Over the past four years, Tennessee has moved into the forefront of states offering pre-kindergarten programs to disadvantaged four-year-olds. At a state cost of $83 million, some 17,000 youngsters (whose eligibility is based on family income that qualifies them for free or reduced-price lunches) are enrolled this school year in 934 specialized Pre-K classrooms throughout the state.
Gov. Phil Bredesen's commitment to the program is based on the widespread belief that the cognitive and social skills less fortunate kids gain in Pre-K will better prepare them to keep pace with their more fortunate counterparts in school.
In ordinary times, this undeniable enhancement of entry-level skills aimed at leveling the educational playing field would suffice to justify continuation of Pre-K funding co-equally with K-12. After all, who can be opposed to equal educational opportunity for all?
But these are not ordinary times. With the worst economic downturn in many decades now dragging down state revenues and forcing cuts in most state programs, one has to question whether Pre-K should be exempt from them.

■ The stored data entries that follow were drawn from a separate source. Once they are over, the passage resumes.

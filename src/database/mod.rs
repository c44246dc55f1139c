//! SeaORM-backed local movie store
//!
//! SQLite only. File databases are created on first use; `sqlite::memory:`
//! works for tests.

use anyhow::{Context, Result};
use sea_orm::{ConnectOptions, Database as SeaOrmDatabase, DatabaseConnection};
use std::error::Error;
use std::sync::Arc;
use std::time::Duration;
use tracing::{debug, info};

use crate::config::DatabaseConfig;

pub mod entities;
pub mod migrations;
pub mod repositories;

/// Shared database connection
#[derive(Clone)]
pub struct Database {
    pub connection: Arc<DatabaseConnection>,
}

impl Database {
    /// Connect using the configured URL. Call [`Database::migrate`] before use.
    pub async fn new(config: &DatabaseConfig) -> Result<Self> {
        if !config.url.starts_with("sqlite:") {
            anyhow::bail!("Unsupported database URL format: {}", config.url);
        }

        info!("Connecting to SQLite database");
        let connection_url = Self::ensure_sqlite_auto_creation(&config.url)?;

        let mut connect_options = ConnectOptions::new(&connection_url);
        connect_options
            .max_connections(config.max_connections.unwrap_or(5))
            .min_connections(1)
            .connect_timeout(Duration::from_secs(5))
            .acquire_timeout(Duration::from_secs(3))
            .sqlx_logging_level(tracing::log::LevelFilter::Debug);

        // A shared in-memory database only exists per connection
        if connection_url.contains(":memory:") {
            connect_options.max_connections(1);
        }

        let connection = match SeaOrmDatabase::connect(connect_options).await {
            Ok(conn) => conn,
            Err(e) => {
                tracing::error!("Database connection failed: {:?}", e);
                let mut source = e.source();
                let mut level = 0;
                while let Some(err) = source {
                    tracing::error!("  Level {}: {}", level, err);
                    source = err.source();
                    level += 1;
                }
                return Err(anyhow::anyhow!(
                    "Failed to connect to database at '{}': {}",
                    &config.url,
                    e
                ));
            }
        };

        debug!("Database connection established successfully");

        Ok(Self {
            connection: Arc::new(connection),
        })
    }

    /// Connect and bring the schema up to date
    pub async fn connect_and_migrate(config: &DatabaseConfig) -> Result<Self> {
        let database = Self::new(config).await?;
        database.migrate().await?;
        Ok(database)
    }

    /// Append `mode=rwc` for file databases that do not exist yet, creating
    /// parent directories as needed
    fn ensure_sqlite_auto_creation(url: &str) -> Result<String> {
        if url.contains("mode=") || url.contains(":memory:") {
            return Ok(url.to_string());
        }

        let file_path = if let Some(path) = url.strip_prefix("sqlite://") {
            path
        } else if let Some(path) = url.strip_prefix("sqlite:") {
            path
        } else {
            anyhow::bail!("Invalid SQLite URL format: {}", url);
        };

        let path = std::path::Path::new(file_path.split('?').next().unwrap_or(file_path));
        if path.exists() {
            debug!("SQLite database file already exists: {}", path.display());
            return Ok(url.to_string());
        }

        if let Some(parent) = path.parent()
            && !parent.as_os_str().is_empty()
            && !parent.exists()
        {
            std::fs::create_dir_all(parent).with_context(|| {
                format!(
                    "Failed to create directory for SQLite database: {}",
                    parent.display()
                )
            })?;
            info!("Created directory for SQLite database: {}", parent.display());
        }

        let auto_create_url = if url.contains('?') {
            format!("{url}&mode=rwc")
        } else {
            format!("{url}?mode=rwc")
        };

        debug!("Enabled SQLite auto-creation: {}", auto_create_url);
        Ok(auto_create_url)
    }

    pub async fn migrate(&self) -> Result<()> {
        use migrations::Migrator;
        use sea_orm_migration::MigratorTrait;

        info!("Running database migrations");

        Migrator::up(&*self.connection, None)
            .await
            .context("Failed to run migrations")?;

        info!("Database migrations completed successfully");
        Ok(())
    }

    pub fn connection(&self) -> Arc<DatabaseConnection> {
        self.connection.clone()
    }
}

Sustaining the formula-driven funding of K-12 is almost obligatory. But higher education funding, which is discretionary, is facing a 15 percent cut that will severely impact universities' fulfillment of their mission even if they resort to double-digit increases in tuition at a time when many students and their families are least able to afford them.
At a time like this, one must ask whether the benefits of Pre-K relative to its cost begin to measure up to those afforded by a college education in terms of augmented work-force skills and career-earnings prospects. As of now, there's a paucity of evidence that Pre-K yields lasting benefits—at least in Tennessee.

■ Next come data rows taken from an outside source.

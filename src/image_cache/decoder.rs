//! Turns fetched bytes into an in-memory image

use image::{ImageReader, Limits};
use std::io::Cursor;
use thiserror::Error;

use super::entry::DecodedImage;
use crate::config::defaults::DEFAULT_MAX_DECODED_BYTES;

#[derive(Error, Debug)]
pub enum DecodeError {
    #[error("Empty image payload")]
    Empty,

    #[error("Image {width}x{height} needs {size} bytes decoded (max: {max_size})")]
    TooLarge {
        width: u32,
        height: u32,
        size: u64,
        max_size: u64,
    },

    #[error("Failed to decode image: {0}")]
    Image(#[from] image::ImageError),
}

/// Platform-agnostic decoding capability
pub trait ImageDecoder: Send + Sync {
    fn decode(&self, bytes: &[u8]) -> Result<DecodedImage, DecodeError>;
}

/// Decodes PNG, JPEG, GIF and WebP through the `image` crate into RGBA8.
///
/// The header is read first and images whose RGBA8 buffer would exceed
/// `max_bytes` are refused before any pixel data is allocated. The decode
/// itself runs under `image::Limits` with the same allocation bound.
#[derive(Debug, Clone, Copy)]
pub struct RasterDecoder {
    max_bytes: u64,
}

impl RasterDecoder {
    pub fn new(max_bytes: u64) -> Self {
        Self { max_bytes }
    }

    pub fn max_bytes(&self) -> u64 {
        self.max_bytes
    }

    fn reader(bytes: &[u8]) -> Result<ImageReader<Cursor<&[u8]>>, DecodeError> {
        ImageReader::new(Cursor::new(bytes))
            .with_guessed_format()
            .map_err(|e| DecodeError::Image(image::ImageError::IoError(e)))
    }
}

impl Default for RasterDecoder {
    fn default() -> Self {
        Self::new(DEFAULT_MAX_DECODED_BYTES)
    }
}

impl ImageDecoder for RasterDecoder {
    fn decode(&self, bytes: &[u8]) -> Result<DecodedImage, DecodeError> {
        if bytes.is_empty() {
            return Err(DecodeError::Empty);
        }

        let (width, height) = Self::reader(bytes)?.into_dimensions()?;
        let size = u64::from(width) * u64::from(height) * 4;
        if size > self.max_bytes {
            return Err(DecodeError::TooLarge {
                width,
                height,
                size,
                max_size: self.max_bytes,
            });
        }

        let mut limits = Limits::default();
        limits.max_alloc = Some(self.max_bytes);
        let mut reader = Self::reader(bytes)?;
        reader.limits(limits);

        let rgba = reader.decode()?.to_rgba8();
        let (width, height) = rgba.dimensions();
        Ok(DecodedImage::new(width, height, rgba.into_raw()))
    }
}

#[cfg(test)]
mod tests {
    use super::*;
    use image::{ImageFormat, Rgba, RgbaImage};
    use std::io::Cursor;

    fn encode(format: ImageFormat) -> Vec<u8> {
        let img = RgbaImage::from_pixel(3, 2, Rgba([200, 10, 10, 255]));
        let mut bytes = Vec::new();
        img.write_to(&mut Cursor::new(&mut bytes), format).unwrap();
        bytes
    }

    #[test]
    fn test_decode_png() {
        let decoded = RasterDecoder::default().decode(&encode(ImageFormat::Png)).unwrap();
        assert_eq!(decoded.width(), 3);
        assert_eq!(decoded.height(), 2);
        assert_eq!(decoded.weight(), 3 * 2 * 4);
        assert_eq!(&decoded.pixels()[..4], &[200, 10, 10, 255]);
    }

    #[test]
    fn test_decode_jpeg() {
        let img = image::RgbImage::from_pixel(4, 4, image::Rgb([0, 0, 255]));
        let mut bytes = Vec::new();
        img.write_to(&mut Cursor::new(&mut bytes), ImageFormat::Jpeg)
            .unwrap();

        let decoded = RasterDecoder::default().decode(&bytes).unwrap();
        assert_eq!((decoded.width(), decoded.height()), (4, 4));
        assert_eq!(decoded.weight(), 64);
    }

    #[test]
    fn test_decode_garbage_fails() {
        let result = RasterDecoder::default().decode(b"<html>not an image</html>");
        assert!(matches!(result, Err(DecodeError::Image(_))));
    }

    #[test]
    fn test_decode_refuses_oversized_dimensions() {
        // A flat 1024x1024 grayscale PNG compresses to a few KB but would need
        // 4MB as RGBA8
        let img = image::GrayImage::new(1024, 1024);
        let mut bytes = Vec::new();
        img.write_to(&mut Cursor::new(&mut bytes), ImageFormat::Png)
            .unwrap();
        assert!(bytes.len() < 64 * 1024);

        let result = RasterDecoder::new(1024 * 1024).decode(&bytes);
        assert!(
            matches!(
                result,
                Err(DecodeError::TooLarge {
                    width: 1024,
                    height: 1024,
                    size: 4_194_304,
                    max_size: 1_048_576,
                })
            ),
            "{result:?}"
        );

        let decoded = RasterDecoder::new(4 * 1024 * 1024).decode(&bytes).unwrap();
        assert_eq!(decoded.weight(), 4 * 1024 * 1024);
    }

    #[test]
    fn test_decode_empty_fails() {
        assert!(matches!(RasterDecoder::default().decode(&[]), Err(DecodeError::Empty)));
    }
}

Indeed, the one study conducted for the state by the Ohio-based Strategy Research Group pedagogically concluded that, "although Pre-K students initially demonstrated an advantage... over peers who did not participate in Pre-K, by the second grade there was no statistically significant difference in these groups attributable to Pre-K participation. Rather, the Pre-K and non-Pre-K groups appear to converge."
The executive director of early childhood learning for the state Department of Education, Bobbi Lussier, is quick to disparage the findings of the SRG study, which was commissioned by the State Comptroller. Lussier points out that the findings beyond kindergarten were based on years when Pre-K was in a pilot mode and did not have the rigorous curriculum that was introduced in 2005.
Moreover, she's joined by the Washington-based advocacy group pre[k]now in criticizing SRG's methodology. In an open letter to all state legislators, that group's executive director, Libby Doggett, asserts that, "The SRG study does not compare randomly selected groups of students. Instead, students have been deliberately assigned to two comparison groups based on predetermined criteria. When study groups are not randomly assigned, the likelihood that unidentified but important differences between the groups of students will skew the results increases significantly." And Doggett questions the study's validity on other counts.
Despite the fact that 37 states now have Pre-K programs, there's a dearth of what is known as longitudinal (i.e. multi-year) comparisons or randomized trials from any of them. The two studies that Pre-K proponents most cite as proving long-term benefits are of much smaller samples of children, commencing in the 1960s—one in Ypsilanti, Mich., and the other in Chicago. While the cognitive advantage of the 123 preschoolers in the Ypsilanti study declined over time, it found "a persistent effect on achievement tests through middle school." Moreover, "the preschool group had better classroom and personal behaviors as reported by teachers, less involvement in delinquency and crime, fewer special education placements and a higher high school graduation rate."
Whether that's enough to justify sacred-cow status for Pre-K's $83 million state funding under present circumstances is a matter for debate. Whatever the flaws in its methodology may be, SRG may be able to shed more light on the subject by the time the Legislature makes painful budget decisions next spring.
Once data from the 2007-2008 school year is taken into account, as SRG is doing now, it will be able to assess how Pre-K participants during the 2005-06 school year when present state curriculum standards took effect performed through first grade relative to comparable non-Pre-Kers. Higher test scores on the part of the Pre-Kers would at least begin to show some lasting benefit from participation in the program.
The director of research and education accountability in the state Comptroller's office, Phillip Doss, cautions that, "There's a danger that those who are inclined to support or oppose Pre-K are going to overinterpret these results." Yet while performance gains through first grade fall far short of the much longer-term assessment of Pre-K benefits that is needed, the absence of such gains would be a telling indictment of the program's effectiveness.
In any event, with some $200 million in higher-education funding on the chopping block, the Legislature needs to make hard decisions as to where the state gets the most bang for its educational buck.